The Cost Function: Mean Squared Error (MSE)

Let's assume we have $N$ data points, $(x_1, y_1), (x_2, y_2), ..., (x_N, y_N)$ . For any given $m$ and $b$ , our model predicts $y_{pred, i} = mx_i + b$ for each input $x_i$ . The actual value is $y_i$ .

The Mean Squared Error cost function $C(m, b)$ is defined as the average of the squared differences between the predicted and actual values:

C(m, b) = \frac{1}{N} \sum_{i=1}^{N} (y_{pred, i} - y_{actual, i})^2

Substituting our model's prediction:

C(m, b) = \frac{1}{N} \sum_{i=1}^{N} ( (mx_i + b) - y_i )^2

This function $C(m,b)$ takes $m$ and $b$ as inputs and outputs a single number representing the average error. Our task now is to find $\frac{\partial C}{\partial m}$ and $\frac{\partial C}{\partial b}$ .

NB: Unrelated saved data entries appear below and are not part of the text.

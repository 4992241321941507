// ABOUTME: REST client for the notes collection (GET/POST/PUT/DELETE on /notes)
// ABOUTME: NotesApi is the seam the store talks through; NotesResource is the HTTP implementation

use crate::config::ClientConfig;
use crate::error::{NotesError, Result};
use crate::models::{Note, NoteBody, NoteDraft, NoteRecord};
use crate::transport::Transport;
use async_trait::async_trait;
use chrono::{DateTime, Utc};
use percent_encoding::{utf8_percent_encode, AsciiSet, CONTROLS};
use reqwest::Method;
use serde_json::Value;
use tracing::warn;

/// Collection path on the server.
pub const NOTES_PATH: &str = "/notes";

/// Characters that cannot appear raw inside one path segment.
const SEGMENT: &AsciiSet = &CONTROLS
    .add(b' ')
    .add(b'"')
    .add(b'#')
    .add(b'%')
    .add(b'/')
    .add(b'<')
    .add(b'>')
    .add(b'?')
    .add(b'`')
    .add(b'{')
    .add(b'}');

/// Note CRUD as the store sees it.
///
/// Implementations propagate every failure; retrying is left to whoever
/// shows the error to a person.
#[async_trait]
pub trait NotesApi: Send + Sync {
    /// Where the notes live, for error messages.
    fn endpoint(&self) -> &str;

    async fn list(&self) -> Result<Vec<Note>>;

    async fn create(&self, draft: &NoteDraft, created_at: DateTime<Utc>) -> Result<Note>;

    /// Replaces the whole record, so `created_at` must be the note's
    /// existing timestamp.
    async fn update(
        &self,
        id: &str,
        draft: &NoteDraft,
        created_at: DateTime<Utc>,
    ) -> Result<Note>;

    async fn remove(&self, id: &str) -> Result<()>;
}

/// HTTP implementation of [`NotesApi`]
#[derive(Debug, Clone)]
pub struct NotesResource {
    transport: Transport,
}

impl NotesResource {
    pub fn new(transport: Transport) -> Self {
        Self { transport }
    }

    pub fn from_config(config: &ClientConfig) -> Result<Self> {
        Ok(Self::new(Transport::new(config)?))
    }

    pub fn transport(&self) -> &Transport {
        &self.transport
    }

    fn item_path(id: &str) -> String {
        format!("{}/{}", NOTES_PATH, utf8_percent_encode(id, SEGMENT))
    }

    async fn write(
        &self,
        method: Method,
        path: &str,
        draft: &NoteDraft,
        created_at: DateTime<Utc>,
    ) -> Result<Note> {
        let body = serde_json::to_value(NoteBody { draft, created_at })?;
        let response = self
            .transport
            .request(path, method.clone(), Some(&body), None)
            .await?
            .ok_or_else(|| {
                NotesError::MalformedResponse(format!("{method} {path} returned no note"))
            })?;

        let record: NoteRecord = serde_json::from_value(response)?;
        record.into_written(created_at)
    }
}

#[async_trait]
impl NotesApi for NotesResource {
    fn endpoint(&self) -> &str {
        self.transport.base_url()
    }

    async fn list(&self) -> Result<Vec<Note>> {
        let response = self
            .transport
            .request(NOTES_PATH, Method::GET, None, None)
            .await?;

        let items = match response {
            Some(Value::Array(items)) => items,
            other => {
                warn!(
                    kind = value_kind(other.as_ref()),
                    "list response is not an array, treating as empty"
                );
                return Ok(Vec::new());
            }
        };

        items
            .into_iter()
            .map(|item| serde_json::from_value::<NoteRecord>(item)?.into_listed())
            .collect()
    }

    async fn create(&self, draft: &NoteDraft, created_at: DateTime<Utc>) -> Result<Note> {
        self.write(Method::POST, NOTES_PATH, draft, created_at)
            .await
    }

    async fn update(
        &self,
        id: &str,
        draft: &NoteDraft,
        created_at: DateTime<Utc>,
    ) -> Result<Note> {
        self.write(Method::PUT, &Self::item_path(id), draft, created_at)
            .await
    }

    async fn remove(&self, id: &str) -> Result<()> {
        self.transport
            .request(&Self::item_path(id), Method::DELETE, None, None)
            .await?;
        Ok(())
    }
}

fn value_kind(value: Option<&Value>) -> &'static str {
    match value {
        None => "empty",
        Some(Value::Null) => "null",
        Some(Value::Bool(_)) => "bool",
        Some(Value::Number(_)) => "number",
        Some(Value::String(_)) => "string",
        Some(Value::Array(_)) => "array",
        Some(Value::Object(_)) => "object",
    }
}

Calculating the Partial Derivative with Respect to $m$ ( $\frac{\partial C}{\partial m}$ )

To find $\frac{\partial C}{\partial m}$ , we differentiate the cost function $C(m, b)$ with respect to $m$ , treating $b$ (and all $x_i$ , $y_i$ , and $N$ ) as constants.

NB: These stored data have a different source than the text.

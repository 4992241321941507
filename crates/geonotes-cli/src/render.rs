// ABOUTME: Plain-text rendering of notes and store state
// ABOUTME: Kept free of terminal colors so output can be asserted in tests

use chrono::{DateTime, Local, Utc};
use geonotes_client::{LoadStatus, Note, NotesView};

const TITLE_WIDTH: usize = 32;

/// Local date and time, minute precision.
pub fn timestamp(at: &DateTime<Utc>) -> String {
    at.with_timezone(&Local).format("%Y-%m-%d %H:%M").to_string()
}

fn location_text(note: &Note) -> String {
    note.location
        .map(|l| l.to_string())
        .unwrap_or_else(|| "none".to_string())
}

/// Clip to `max` characters, marking the cut with an ellipsis.
pub fn clip(text: &str, max: usize) -> String {
    if text.chars().count() <= max {
        return text.to_string();
    }
    let kept: String = text.chars().take(max.saturating_sub(1)).collect();
    format!("{kept}…")
}

/// One line per note for `list`.
pub fn note_row(note: &Note) -> String {
    format!(
        "{:<10} {:<16}  {:<width$}  {}",
        note.id,
        timestamp(&note.created_at),
        clip(&note.title, TITLE_WIDTH),
        location_text(note),
        width = TITLE_WIDTH
    )
}

pub fn note_detail(note: &Note) -> String {
    let description = if note.description.is_empty() {
        "(none)"
    } else {
        note.description.as_str()
    };
    let photo = note.photo_uri.as_deref().unwrap_or("none");

    [
        format!("Title:       {}", note.title),
        format!("Id:          {}", note.id),
        format!("Created:     {}", timestamp(&note.created_at)),
        format!("Location:    {}", location_text(note)),
        format!("Photo:       {}", photo),
        format!("Description: {}", description),
    ]
    .join("\n")
}

/// Summary of a view for `watch`.
pub fn status_line(view: &NotesView) -> String {
    match view.status {
        LoadStatus::Idle => "idle".to_string(),
        LoadStatus::Loading => format!("refreshing ({} notes shown)", view.items.len()),
        LoadStatus::Loaded => format!("{} notes", view.items.len()),
        LoadStatus::Errored => format!(
            "refresh failed: {} ({} stale notes shown)",
            view.error.as_deref().unwrap_or("unknown error"),
            view.items.len()
        ),
    }
}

Let's look at the expression term by term:

Constant Factor: The $\frac{1}{N}$ is a constant multiplier, so it stays put.
Sum Rule: The derivative of a sum is the sum of the derivatives. We can move the derivative inside the summation: $\frac{\partial C}{\partial m} = \frac{1}{N} \sum_{i=1}^{N} \frac{\partial}{\partial m} (mx_i + b - y_i)^2$
Chain Rule: We need to differentiate the term $(mx_i + b - y_i)^2$ $(m x_{i} + b - y_{i})^{2}$ with respect to $m$ $m$ . Let $u = mx_i + b - y_i$ $u = m x_{i} + b - y_{i}$ . We are differentiating $u^2$ $u^{2}$ with respect to $m$ $m$ . The chain rule states $\frac{d}{dm}(u^2) = 2u \cdot \frac{\partial u}{\partial m}$ $\frac{d}{d m} (u^{2}) = 2 u \cdot \frac{\partial u}{\partial m}$ .
- First part: $2u = 2(mx_i + b - y_i)$ .
- Second part: We need $\frac{\partial u}{\partial m} = \frac{\partial}{\partial m} (mx_i + b - y_i)$ . Since $b$ and $y_i$ are treated as constants, their derivatives are zero. The derivative of $mx_i$ with respect to $m$ is just $x_i$ (because $x_i$ is treated as a constant coefficient of $m$ ). So, $\frac{\partial u}{\partial m} = x_i$ .
Putting it Together: Substituting back into the chain rule formula: $\frac{\partial}{\partial m} (mx_i + b - y_i)^2 = 2(mx_i + b - y_i) \cdot x_i$ .
Final Result for $\frac{\partial C}{\partial m}$ : Now substitute this back into the summation: $\frac{\partial C}{\partial m} = \frac{1}{N} \sum_{i=1}^{N} 2(mx_i + b - y_i) x_i$ We can pull the constant 2 out of the sum: $\frac{\partial C}{\partial m} = \frac{2}{N} \sum_{i=1}^{N} (mx_i + b - y_i) x_i$

This expression tells us how the cost changes as we slightly change the slope $m$ . Notice it depends on the error term $(mx_i + b - y_i)$ and the input value $x_i$ for each data point.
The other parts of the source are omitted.